General recommendations

  • Assure compliance with guidance

  • Introduce a robust system for assessment of the quality and safety standards of all NHS and independent clinical teams matched to the type of service provided

  • Develop a network of integrated referral centres (dental anxiety management services) providing an extended range of techniques improving service to patients while achieving revenue savings

  • Establish such centres on the basis of a local needs assessment

  • Develop and continuously update guidance on the quality standards required of such centres

  • Take advantage of the opportunities presented by the new centres to link teaching, training and research to service provision.

Specific recommendations

Space here precludes a full account of the specific requirements, but a summary can be given under the three broad headings in the document.

  1. 1

    Environment and patient selection. As well as meeting the requirements of dental practice, each component of the premises (waiting room, surgery, recovery area) must be appropriate to the sedation technique(s) used. The staff and equipment available must meet the needs of both the technique (including monitoring) and its possible complications, and clear limits are placed on what the operator/sedationist can use. Patient selection should involve dental, psychological, medical and social assessment, be undertaken in advance of actual treatment and include a valid consent process

  2. 2

    Qualifications and training. It is made clear that the provision of dental sedation requires specific training and supervised experience as practitioners progress to the use of more complex techniques. There is, as yet, no mandatory postgraduate qualification, but a range of relevant qualifications (eg at Diploma or MSc level) is considered highly desirable

  3. 3

    Experience and CPD. Even before starting to train in the use of an alternative technique, practitioners must have documented experience of the relevant standard technique(s) (a minimum of 100 cases over two years) and four years postgraduate experience.

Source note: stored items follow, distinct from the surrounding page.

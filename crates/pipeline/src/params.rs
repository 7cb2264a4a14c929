//! Tuning parameters and their all-or-nothing commit protocol.

use std::sync::Mutex;

use framelens_common::error::{FramelensError, FramelensResult};

/// Validated tuning parameters consumed by the transform modes.
#[derive(Debug, Clone, Copy, PartialEq, Eq)]
pub struct TuningParams {
    /// Gaussian kernel size used by the smoothing pre-pass.
    pub gauss: i32,
    /// First canny threshold.
    pub thresh1: i32,
    /// Second canny threshold.
    pub thresh2: i32,
    /// Lower bound for binary thresholding.
    pub binary_min: i32,
    /// Paint value for binary thresholding.
    pub binary_max: i32,
}

impl Default for TuningParams {
    fn default() -> Self {
        Self {
            gauss: 7,
            thresh1: 20,
            thresh2: 25,
            binary_min: 180,
            binary_max: 255,
        }
    }
}

impl TuningParams {
    /// Gaussian kernel size as a usize, negative values treated as no-op.
    pub fn gauss_size(&self) -> usize {
        self.gauss.max(0) as usize
    }
}

/// Unvalidated textual parameter values as entered on the control surface.
#[derive(Debug, Clone, Default)]
pub struct RawParams {
    pub gauss: String,
    pub thresh1: String,
    pub thresh2: String,
    pub binary_min: String,
    pub binary_max: String,
}

impl RawParams {
    /// Parse into a validated set. Fails on the first field that is not an
    /// integer, naming that field.
    pub fn parse(&self) -> FramelensResult<TuningParams> {
        Ok(TuningParams {
            gauss: parse_field("gauss", &self.gauss)?,
            thresh1: parse_field("thresh1", &self.thresh1)?,
            thresh2: parse_field("thresh2", &self.thresh2)?,
            binary_min: parse_field("binary_min", &self.binary_min)?,
            binary_max: parse_field("binary_max", &self.binary_max)?,
        })
    }
}

fn parse_field(field: &'static str, value: &str) -> FramelensResult<i32> {
    value
        .trim()
        .parse::<i32>()
        .map_err(|_| FramelensError::invalid_param(field, value))
}

/// Shared store for the active parameter set.
///
/// `commit` is all-or-nothing: a raw set either replaces the active set in
/// one step or leaves it untouched, so transforms never observe a half
/// applied update.
#[derive(Debug)]
pub struct ParamStore {
    active: Mutex<TuningParams>,
}

impl Default for ParamStore {
    fn default() -> Self {
        Self {
            active: Mutex::new(TuningParams::default()),
        }
    }
}

impl ParamStore {
    /// Validate `raw` and, on success, swap it in as the active set.
    pub fn commit(&self, raw: &RawParams) -> FramelensResult<TuningParams> {
        let parsed = raw.parse()?;
        let mut active = self.active.lock().unwrap_or_else(|e| e.into_inner());
        *active = parsed;
        Ok(parsed)
    }

    /// Copy of the active parameter set.
    pub fn current(&self) -> TuningParams {
        *self.active.lock().unwrap_or_else(|e| e.into_inner())
    }
}
//! Core raster types: color frames, gray frames, and pixel values.

use framelens_common::error::{FramelensError, FramelensResult};
use ndarray::{s, Array2, Array3};

/// One BGR pixel value.
#[derive(Debug, Clone, Copy, PartialEq, Eq)]
pub struct Bgr {
    pub b: u8,
    pub g: u8,
    pub r: u8,
}

impl Bgr {
    pub const fn new(b: u8, g: u8, r: u8) -> Self {
        Self { b, g, r }
    }
}

/// A color raster with interleaved BGR byte channels.
///
/// Storage is `(height, width, 3)`; a frame is immutable for the duration of
/// one dispatch cycle.
#[derive(Debug, Clone, PartialEq)]
pub struct Frame {
    data: Array3<u8>,
}

impl Frame {
    /// Create a black frame of the given size.
    pub fn new(width: usize, height: usize) -> Self {
        Self {
            data: Array3::zeros((height, width, 3)),
        }
    }

    /// Build a frame from raw interleaved BGR bytes.
    pub fn from_raw(width: usize, height: usize, bytes: Vec<u8>) -> FramelensResult<Self> {
        let data = Array3::from_shape_vec((height, width, 3), bytes)
            .map_err(|e| FramelensError::raster(format!("raw frame buffer: {e}")))?;
        Ok(Self { data })
    }

    pub fn width(&self) -> usize {
        self.data.dim().1
    }

    pub fn height(&self) -> usize {
        self.data.dim().0
    }

    /// `(width, height)` pair.
    pub fn dimensions(&self) -> (usize, usize) {
        (self.width(), self.height())
    }

    pub fn pixel(&self, x: usize, y: usize) -> Bgr {
        Bgr::new(
            self.data[[y, x, 0]],
            self.data[[y, x, 1]],
            self.data[[y, x, 2]],
        )
    }

    pub fn set_pixel(&mut self, x: usize, y: usize, color: Bgr) {
        self.data[[y, x, 0]] = color.b;
        self.data[[y, x, 1]] = color.g;
        self.data[[y, x, 2]] = color.r;
    }

    /// Fill the whole frame with one color.
    pub fn fill(&mut self, color: Bgr) {
        let (height, width) = (self.height(), self.width());
        for y in 0..height {
            for x in 0..width {
                self.set_pixel(x, y, color);
            }
        }
    }

    /// Paint `color` onto every pixel whose mask byte is nonzero.
    ///
    /// Stencil semantics: pixels outside the mask are left untouched, so
    /// successive paints compose by priority (later paints win on overlap).
    pub fn paint_masked(&mut self, color: Bgr, mask: &GrayFrame) -> FramelensResult<()> {
        if self.dimensions() != mask.dimensions() {
            return Err(FramelensError::dimension_mismatch(
                self.dimensions(),
                mask.dimensions(),
            ));
        }
        let (height, width) = (self.height(), self.width());
        for y in 0..height {
            for x in 0..width {
                if mask.value(x, y) != 0 {
                    self.set_pixel(x, y, color);
                }
            }
        }
        Ok(())
    }

    /// Horizontally mirrored copy (pixel `(x, y)` moves to `(width-1-x, y)`).
    pub fn mirror_horizontal(&self) -> Frame {
        Frame {
            data: self.data.slice(s![.., ..;-1, ..]).to_owned(),
        }
    }

    pub fn data(&self) -> &Array3<u8> {
        &self.data
    }
}

/// A single-channel raster, same dimensions as the [`Frame`] it derives from.
#[derive(Debug, Clone, PartialEq)]
pub struct GrayFrame {
    data: Array2<u8>,
}

impl GrayFrame {
    /// Create a black gray frame of the given size.
    pub fn new(width: usize, height: usize) -> Self {
        Self {
            data: Array2::zeros((height, width)),
        }
    }

    /// Build a gray frame from raw bytes in row-major order.
    pub fn from_raw(width: usize, height: usize, bytes: Vec<u8>) -> FramelensResult<Self> {
        let data = Array2::from_shape_vec((height, width), bytes)
            .map_err(|e| FramelensError::raster(format!("raw gray buffer: {e}")))?;
        Ok(Self { data })
    }

    pub fn width(&self) -> usize {
        self.data.dim().1
    }

    pub fn height(&self) -> usize {
        self.data.dim().0
    }

    /// `(width, height)` pair.
    pub fn dimensions(&self) -> (usize, usize) {
        (self.width(), self.height())
    }

    pub fn value(&self, x: usize, y: usize) -> u8 {
        self.data[[y, x]]
    }

    pub fn set_value(&mut self, x: usize, y: usize, value: u8) {
        self.data[[y, x]] = value;
    }

    /// Zero out every pixel whose mask byte is nonzero (paint black).
    pub fn blank_masked(&mut self, mask: &GrayFrame) -> FramelensResult<()> {
        if self.dimensions() != mask.dimensions() {
            return Err(FramelensError::dimension_mismatch(
                self.dimensions(),
                mask.dimensions(),
            ));
        }
        let (height, width) = (self.height(), self.width());
        for y in 0..height {
            for x in 0..width {
                if mask.value(x, y) != 0 {
                    self.data[[y, x]] = 0;
                }
            }
        }
        Ok(())
    }

    /// Pixelwise saturating add of `other` into `self`.
    pub fn saturating_add_assign(&mut self, other: &GrayFrame) -> FramelensResult<()> {
        if self.dimensions() != other.dimensions() {
            return Err(FramelensError::dimension_mismatch(
                self.dimensions(),
                other.dimensions(),
            ));
        }
        ndarray::Zip::from(&mut self.data)
            .and(&other.data)
            .for_each(|a, &b| *a = a.saturating_add(b));
        Ok(())
    }

    /// Horizontally mirrored copy.
    pub fn mirror_horizontal(&self) -> GrayFrame {
        GrayFrame {
            data: self.data.slice(s![.., ..;-1]).to_owned(),
        }
    }

    pub fn data(&self) -> &Array2<u8> {
        &self.data
    }
}

#[cfg(test)]
mod tests {
    use super::*;

    fn asymmetric_gray() -> GrayFrame {
        let mut img = GrayFrame::new(4, 2);
        img.set_value(0, 0, 10);
        img.set_value(3, 1, 200);
        img
    }

    #[test]
    fn mirror_swaps_columns() {
        let img = asymmetric_gray();
        let mirrored = img.mirror_horizontal();
        for y in 0..img.height() {
            for x in 0..img.width() {
                assert_eq!(mirrored.value(img.width() - 1 - x, y), img.value(x, y));
            }
        }
    }

    #[test]
    fn mirror_twice_is_identity() {
        let img = asymmetric_gray();
        assert_eq!(img.mirror_horizontal().mirror_horizontal(), img);
    }

    #[test]
    fn paint_masked_respects_stencil() {
        let mut canvas = Frame::new(3, 3);
        let mut mask = GrayFrame::new(3, 3);
        mask.set_value(1, 1, 255);

        canvas.paint_masked(Bgr::new(1, 2, 3), &mask).unwrap();

        assert_eq!(canvas.pixel(1, 1), Bgr::new(1, 2, 3));
        assert_eq!(canvas.pixel(0, 0), Bgr::new(0, 0, 0));
    }

    #[test]
    fn paint_masked_rejects_mismatched_mask() {
        let mut canvas = Frame::new(3, 3);
        let mask = GrayFrame::new(2, 3);
        let err = canvas.paint_masked(Bgr::new(1, 1, 1), &mask).unwrap_err();
        assert!(err.to_string().contains("Dimension mismatch"));
    }

    #[test]
    fn saturating_add_clamps_at_255() {
        let mut a = GrayFrame::new(2, 1);
        a.set_value(0, 0, 250);
        let mut b = GrayFrame::new(2, 1);
        b.set_value(0, 0, 20);
        b.set_value(1, 0, 7);

        a.saturating_add_assign(&b).unwrap();
        assert_eq!(a.value(0, 0), 255);
        assert_eq!(a.value(1, 0), 7);
    }
}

Appendices to the report provide documentation for checking that the requirements have been met in individual practices.

Key points: for anaesthetists and dentists

From the perspective of The Royal College of Anaesthetists the key point in the report is that it is quite explicit that it applies to both medical and dental graduates. Dental sedation should only be delivered by those who are trained, quite specifically, in its use.

Conscious sedation for dentistry is very different from the sedation which anaesthetists often deliver in the operating theatre or intensive care unit. There, all the facilities for the provision of general anaesthesia are available, so 'sedation' to the point where the patient becomes unresponsive is acceptable, often desirable.

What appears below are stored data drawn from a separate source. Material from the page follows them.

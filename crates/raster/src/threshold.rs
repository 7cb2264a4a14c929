//! Binary thresholding.

use crate::frame::GrayFrame;

/// Two-sided binary threshold: pixels above `min` become `max`, others 0.
pub fn binary(src: &GrayFrame, min: i32, max: i32) -> GrayFrame {
    let (width, height) = src.dimensions();
    let min = min.clamp(0, 255) as u8;
    let max = max.clamp(0, 255) as u8;

    let mut out = GrayFrame::new(width, height);
    for y in 0..height {
        for x in 0..width {
            if src.value(x, y) > min {
                out.set_value(x, y, max);
            }
        }
    }
    out
}
//! Frame producers and external feature matching.

use framelens_common::error::FramelensResult;
use framelens_raster::{Bgr, Frame};

/// A device or generator that delivers frames to the pipeline.
pub trait FrameSource {
    fn start(&mut self) -> FramelensResult<()>;
    fn stop(&mut self) -> FramelensResult<()>;
    fn pause(&mut self) -> FramelensResult<()>;
    fn frame_rate(&self) -> f64;
}

/// Draws feature matches between a model image and a live frame.
pub trait FeatureMatcher: Send {
    fn draw_matches(&self, model: &Frame, frame: &Frame) -> FramelensResult<Frame>;
}

/// Deterministic generator: a bright square drifting over a gradient
/// background. Used by offline runs and tests in place of a camera.
#[derive(Debug)]
pub struct SyntheticSource {
    width: usize,
    height: usize,
    frame_rate: f64,
    index: u64,
    running: bool,
}

impl SyntheticSource {
    pub fn new(width: usize, height: usize) -> Self {
        Self {
            width,
            height,
            frame_rate: 30.0,
            index: 0,
            running: false,
        }
    }

    pub fn frame_index(&self) -> u64 {
        self.index
    }

    /// Produce the next frame in the sequence.
    pub fn next_frame(&mut self) -> Frame {
        let mut frame = Frame::new(self.width, self.height);

        for y in 0..self.height {
            for x in 0..self.width {
                let shade = ((x * 160) / self.width.max(1)) as u8;
                frame.set_pixel(x, y, Bgr::new(shade / 2, shade / 3, shade));
            }
        }

        // The square advances one pixel per frame and wraps around.
        let side = (self.width.min(self.height) / 4).max(1);
        let span = self.width.saturating_sub(side).max(1);
        let x0 = (self.index as usize) % span;
        let y0 = (self.height.saturating_sub(side)) / 2;
        for y in y0..(y0 + side).min(self.height) {
            for x in x0..(x0 + side).min(self.width) {
                frame.set_pixel(x, y, Bgr::new(255, 255, 255));
            }
        }

        self.index += 1;
        frame
    }
}

impl FrameSource for SyntheticSource {
    fn start(&mut self) -> FramelensResult<()> {
        self.running = true;
        Ok(())
    }

    fn stop(&mut self) -> FramelensResult<()> {
        self.running = false;
        self.index = 0;
        Ok(())
    }

    fn pause(&mut self) -> FramelensResult<()> {
        self.running = false;
        Ok(())
    }

    fn frame_rate(&self) -> f64 {
        self.frame_rate
    }
}

#[cfg(test)]
mod tests {
    use super::*;

    #[test]
    fn frames_advance_deterministically() {
        let mut a = SyntheticSource::new(64, 48);
        let mut b = SyntheticSource::new(64, 48);

        let first = a.next_frame();
        assert_eq!(first, b.next_frame());
        // The moving square makes consecutive frames differ.
        assert_ne!(a.next_frame(), first);
    }

    #[test]
    fn stop_rewinds_the_sequence() {
        let mut src = SyntheticSource::new(32, 32);
        src.start().unwrap();
        let first = src.next_frame();
        src.next_frame();
        src.stop().unwrap();
        assert_eq!(src.next_frame(), first);
    }
}
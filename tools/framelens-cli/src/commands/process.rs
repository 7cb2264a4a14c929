//! Apply one video mode to a single image file.

use std::path::PathBuf;
use std::sync::Arc;

use anyhow::Context;
use framelens_pipeline::{CollectingSink, Controls, Dispatcher, RawParams, VideoMode};
use tracing::info;

#[allow(clippy::too_many_arguments)]
pub fn run(
    input: PathBuf,
    output: PathBuf,
    mode: &str,
    gauss: i32,
    thresh1: i32,
    thresh2: i32,
    binary_min: i32,
    binary_max: i32,
) -> anyhow::Result<()> {
    let mode: VideoMode = mode.parse()?;
    let frame = super::load_frame(&input)?;
    info!(
        mode = %mode,
        width = frame.width(),
        height = frame.height(),
        "processing image"
    );

    let controls = Arc::new(Controls::default());
    controls.set_mode(mode);
    controls.commit_params(&RawParams {
        gauss: gauss.to_string(),
        thresh1: thresh1.to_string(),
        thresh2: thresh2.to_string(),
        binary_min: binary_min.to_string(),
        binary_max: binary_max.to_string(),
    })?;

    let mut dispatcher = Dispatcher::new(controls, 4);
    let mut sink = CollectingSink::new();
    dispatcher.process_frame(Some(frame), &mut sink)?;

    let rendered = sink.last().context("the dispatcher produced no output")?;
    super::save_rendered(rendered, &output)?;
    info!(path = %output.display(), "wrote output image");
    Ok(())
}
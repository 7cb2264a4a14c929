//! Named overlay colors, built once and read-only afterwards.

use std::collections::HashMap;

use framelens_raster::Bgr;

/// Role-keyed palette entries.
#[derive(Debug, Clone, Copy, PartialEq, Eq, Hash)]
pub enum PaletteColor {
    /// Finest-scale edges, brightest green.
    EdgeFinest,
    /// Fine-scale edges.
    EdgeFine,
    /// Coarse-scale edges.
    EdgeCoarse,
    /// Coarsest-scale edges, darkest green.
    EdgeCoarsest,
    /// Accumulated edge trail.
    EdgeTrail,
    /// Edge pixels painted over the color frame.
    EdgeOverlay,
    /// Contour outlines.
    ContourHighlight,
}

/// Immutable color lookup shared by the compositor and the dispatcher.
#[derive(Debug, Clone)]
pub struct Palette {
    colors: HashMap<PaletteColor, Bgr>,
}

impl Palette {
    /// The stock palette: four green shades from darkest to brightest, a
    /// trail shade, lawn green for overlays, and red for contours.
    pub fn standard() -> Self {
        let colors = HashMap::from([
            (PaletteColor::EdgeCoarsest, Bgr::new(5, 50, 5)),
            (PaletteColor::EdgeCoarse, Bgr::new(10, 80, 10)),
            (PaletteColor::EdgeFine, Bgr::new(45, 150, 45)),
            (PaletteColor::EdgeFinest, Bgr::new(80, 255, 80)),
            (PaletteColor::EdgeTrail, Bgr::new(60, 200, 60)),
            (PaletteColor::EdgeOverlay, Bgr::new(0, 252, 124)),
            (PaletteColor::ContourHighlight, Bgr::new(0, 0, 255)),
        ]);
        Self { colors }
    }

    pub fn color(&self, id: PaletteColor) -> Bgr {
        self.colors.get(&id).copied().unwrap_or(Bgr::new(0, 0, 0))
    }
}

impl Default for Palette {
    fn default() -> Self {
        Self::standard()
    }
}
//! FrameLens CLI — apply the video analysis modes offline.
//!
//! Usage:
//!   framelens process <INPUT> -o <OUTPUT> --mode <MODE>   Transform one image
//!   framelens simulate [OPTIONS]                          Run the synthetic source
//!   framelens modes                                       List available modes

use std::path::PathBuf;

use clap::{Parser, Subcommand};
use framelens_pipeline::VideoMode;

mod commands;

#[derive(Parser)]
#[command(
    name = "framelens",
    about = "Real-time video analysis transforms, offline",
    version,
    author
)]
struct Cli {
    /// Enable verbose logging
    #[arg(short, long, global = true)]
    verbose: bool,

    #[command(subcommand)]
    command: Commands,
}

#[derive(Subcommand)]
enum Commands {
    /// Apply one video mode to an image file
    Process {
        /// Input image path
        input: PathBuf,

        /// Output image path
        #[arg(short, long)]
        output: PathBuf,

        /// Video mode to apply
        #[arg(long, default_value = "canny")]
        mode: String,

        /// Gaussian kernel size
        #[arg(long, default_value = "7")]
        gauss: i32,

        /// First canny threshold
        #[arg(long, default_value = "20")]
        thresh1: i32,

        /// Second canny threshold
        #[arg(long, default_value = "25")]
        thresh2: i32,

        /// Lower binary threshold
        #[arg(long, default_value = "180")]
        binary_min: i32,

        /// Binary paint value
        #[arg(long, default_value = "255")]
        binary_max: i32,
    },

    /// Run synthetic frames through the pipeline and report stats
    Simulate {
        /// Number of frames to generate
        #[arg(short, long, default_value = "90")]
        frames: u64,

        /// Video mode to apply
        #[arg(long, default_value = "canny")]
        mode: String,

        /// Frame width
        #[arg(long, default_value = "320")]
        width: usize,

        /// Frame height
        #[arg(long, default_value = "240")]
        height: usize,

        /// Enable the motion-trail accumulation buffer
        #[arg(long)]
        accumulate: bool,

        /// Write the last rendered frame to this path
        #[arg(short, long)]
        output: Option<PathBuf>,
    },

    /// List the available video modes
    Modes,
}

fn main() -> anyhow::Result<()> {
    let cli = Cli::parse();

    let log_level = if cli.verbose { "debug" } else { "info" };
    framelens_common::logging::init_logging(&framelens_common::config::LoggingConfig {
        level: log_level.to_string(),
        json: false,
        file: None,
    });

    match cli.command {
        Commands::Process {
            input,
            output,
            mode,
            gauss,
            thresh1,
            thresh2,
            binary_min,
            binary_max,
        } => commands::process::run(
            input, output, &mode, gauss, thresh1, thresh2, binary_min, binary_max,
        ),
        Commands::Simulate {
            frames,
            mode,
            width,
            height,
            accumulate,
            output,
        } => commands::simulate::run(frames, &mode, width, height, accumulate, output),
        Commands::Modes => {
            for mode in VideoMode::ALL {
                println!("{mode}");
            }
            Ok(())
        }
    }
}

In the dental practice setting the situation is very different, and the component of the definition of conscious sedation which refers to a 'margin of safety wide enough to render loss of consciousness unlikely' must be kept constantly in mind.

Conscious sedation is a technique for dealing with dental phobia; it is not an alternative to effective local anaesthesia or good behavioural management; neither is it an excuse for something more like total IV anaesthesia given in the isolated setting of a dental surgery with the aim of producing rapid patient throughput.

The standard techniques of conscious sedation are approved and have excellent safety records. Everything else, including intranasal midazolam, is an 'off label' indication for the drugs, and the implications of this must be recognised.

The safety of any technique is questionable when published series describe patient numbers measured in tens rather than hundreds, or report SpO2 levels below 90%.

Finally...

A small number of practitioners ignored professional advice about standards of general anaesthesia in dental practice, with the result that it was banned. If even one aspect of this latest professional advice on conscious dental sedation is ignored, the result could be the same.